A future where AI helps us move faster and see patterns more clearly, while human researchers ensure that those patterns are grounded in reality. A future where technology enhances our understanding, while at the same time not replacing our connection to the people we’re trying to serve.

Because ultimately, that’s the role we play.

Not just generating insights. But ensuring that decisions are informed by what’s actually happening: in exam rooms, in hospitals, in homes, in assisted living facilities, in the lived experiences of patients and providers.

And for that, we still need to stay close to the customer.

What’s Actually at Stake

That question -- “when does AI replace primary research?” -- isn’t going away. If anything, we’re going to hear it more often.

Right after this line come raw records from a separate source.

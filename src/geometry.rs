// =============================================================================
// GEOMETRY.RS — Procedural mesh construction
//
// The subject mesh is a deformed UV sphere shaped into rough head
// proportions (a stand-in for a scanned head model — no asset loading
// here).  Everything is pure CPU data; the renderer uploads the result
// once at startup.
// =============================================================================

use glam::Vec3;

// ── Vertex ──────────────────────────────────────────────────────────────────

/// Mesh vertex as uploaded to the GPU.
#[repr(C)]
#[derive(Copy, Clone, Debug, bytemuck::Pod, bytemuck::Zeroable)]
pub struct Vertex {
    pub position: [f32; 3],
    pub normal: [f32; 3],
    pub uv: [f32; 2],
}

impl Vertex {
    const ATTRIBS: [wgpu::VertexAttribute; 3] = wgpu::vertex_attr_array![
        0 => Float32x3,  // position
        1 => Float32x3,  // normal
        2 => Float32x2,  // uv
    ];

    pub fn layout() -> wgpu::VertexBufferLayout<'static> {
        wgpu::VertexBufferLayout {
            array_stride: std::mem::size_of::<Vertex>() as wgpu::BufferAddress,
            step_mode: wgpu::VertexStepMode::Vertex,
            attributes: &Self::ATTRIBS,
        }
    }
}

// ── MeshData ────────────────────────────────────────────────────────────────

/// CPU-side triangle mesh: vertex array plus a triangle-list index buffer.
pub struct MeshData {
    pub vertices: Vec<Vertex>,
    pub indices: Vec<u32>,
}

impl MeshData {
    pub fn index_count(&self) -> u32 {
        self.indices.len() as u32
    }
}

// ── UV sphere ───────────────────────────────────────────────────────────────

/// Tessellate a UV sphere of the given radius.
///
/// `segments` is the longitude count, `rings` the latitude count; the seam
/// column is duplicated so UVs wrap cleanly.  Produces
/// `(segments + 1) × (rings + 1)` vertices.
pub fn uv_sphere(radius: f32, segments: u32, rings: u32) -> MeshData {
    use std::f32::consts::{PI, TAU};

    let mut vertices = Vec::with_capacity(((segments + 1) * (rings + 1)) as usize);
    for ring in 0..=rings {
        let v = ring as f32 / rings as f32;
        let theta = v * PI;
        let (st, ct) = theta.sin_cos();
        for seg in 0..=segments {
            let u = seg as f32 / segments as f32;
            let phi = u * TAU;
            let (sp, cp) = phi.sin_cos();
            let dir = Vec3::new(st * cp, ct, st * sp);
            vertices.push(Vertex {
                position: (dir * radius).to_array(),
                normal: dir.to_array(),
                uv: [u, v],
            });
        }
    }

    let stride = segments + 1;
    let mut indices = Vec::with_capacity((segments * rings * 6) as usize);
    for ring in 0..rings {
        for seg in 0..segments {
            let a = ring * stride + seg;
            let b = a + stride;
            indices.extend_from_slice(&[a, b, a + 1, a + 1, b, b + 1]);
        }
    }

    MeshData { vertices, indices }
}

// ── Head shaping ────────────────────────────────────────────────────────────

/// Deform a vertex position (on a unit-ish sphere) into head proportions:
/// flatten the crown and jaw, pull the face plane in, and narrow the sides
/// at cheek height.  The side test uses the pre-deformation height so the
/// crown/jaw scaling does not shift which band narrows.
pub fn shape_head_vertex(p: Vec3) -> Vec3 {
    let mut v = p;
    let y = v.y;

    if y > 0.7 {
        v.y *= 0.9;
    } else if y < -0.8 {
        v.y *= 0.7;
    }

    if v.z > 0.3 {
        v.z *= 0.7;
    }

    if v.x.abs() > 0.7 && y.abs() < 0.3 {
        v.x *= 0.8;
    }

    v
}

/// Recompute smooth per-vertex normals by accumulating area-weighted face
/// normals.  Vertices untouched by any face (degenerate poles) fall back to
/// their radial direction.
pub fn recompute_normals(mesh: &mut MeshData) {
    let mut accum = vec![Vec3::ZERO; mesh.vertices.len()];

    for tri in mesh.indices.chunks_exact(3) {
        let [i0, i1, i2] = [tri[0] as usize, tri[1] as usize, tri[2] as usize];
        let p0 = Vec3::from_array(mesh.vertices[i0].position);
        let p1 = Vec3::from_array(mesh.vertices[i1].position);
        let p2 = Vec3::from_array(mesh.vertices[i2].position);
        let face = (p1 - p0).cross(p2 - p0);
        accum[i0] += face;
        accum[i1] += face;
        accum[i2] += face;
    }

    for (vert, n) in mesh.vertices.iter_mut().zip(accum) {
        let fallback = Vec3::from_array(vert.position)
            .try_normalize()
            .unwrap_or(Vec3::Y);
        vert.normal = n.try_normalize().unwrap_or(fallback).to_array();
    }
}

/// Build the head mesh: a 64×64 unit UV sphere run through
/// [`shape_head_vertex`] with normals recomputed afterwards.
pub fn head_mesh() -> MeshData {
    let mut mesh = uv_sphere(1.0, 64, 64);
    for vert in &mut mesh.vertices {
        vert.position = shape_head_vertex(Vec3::from_array(vert.position)).to_array();
    }
    recompute_normals(&mut mesh);
    mesh
}

// ── Tests ───────────────────────────────────────────────────────────────────

#[cfg(test)]
mod tests {
    use super::*;

    #[test]
    fn sphere_vertex_and_index_counts() {
        let mesh = uv_sphere(1.0, 8, 6);
        assert_eq!(mesh.vertices.len(), 9 * 7);
        assert_eq!(mesh.indices.len(), (8 * 6 * 6) as usize);
    }

    #[test]
    fn sphere_vertices_lie_on_radius() {
        let mesh = uv_sphere(2.0, 12, 8);
        for v in &mesh.vertices {
            let len = Vec3::from_array(v.position).length();
            assert!((len - 2.0).abs() < 1e-4);
        }
    }

    #[test]
    fn head_flattens_crown() {
        let v = shape_head_vertex(Vec3::new(0.0, 0.9, 0.0));
        assert!((v.y - 0.81).abs() < 1e-5);
    }

    #[test]
    fn head_narrows_cheeks_by_original_height() {
        // Inside the cheek band: narrowed.
        let v = shape_head_vertex(Vec3::new(0.9, 0.1, 0.0));
        assert!((v.x - 0.72).abs() < 1e-5);
        // Above the band: untouched.
        let v = shape_head_vertex(Vec3::new(0.9, 0.5, 0.0));
        assert!((v.x - 0.9).abs() < 1e-5);
    }

    #[test]
    fn head_mesh_normals_are_unit_length() {
        let mesh = head_mesh();
        for v in &mesh.vertices {
            let len = Vec3::from_array(v.normal).length();
            assert!((len - 1.0).abs() < 1e-3);
        }
    }
}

The goal isn’t to dismiss it. It’s to answer it well.

With clarity. With nuance. And with a firm understanding of both the potential and the limits of what we’re working with.

Because in the end, this isn’t just simply about protecting a function and/or our jobs. It’s about protecting the quality of the decisions we help make.

And that still starts with understanding people: directly, authentically, and without too much distance in between.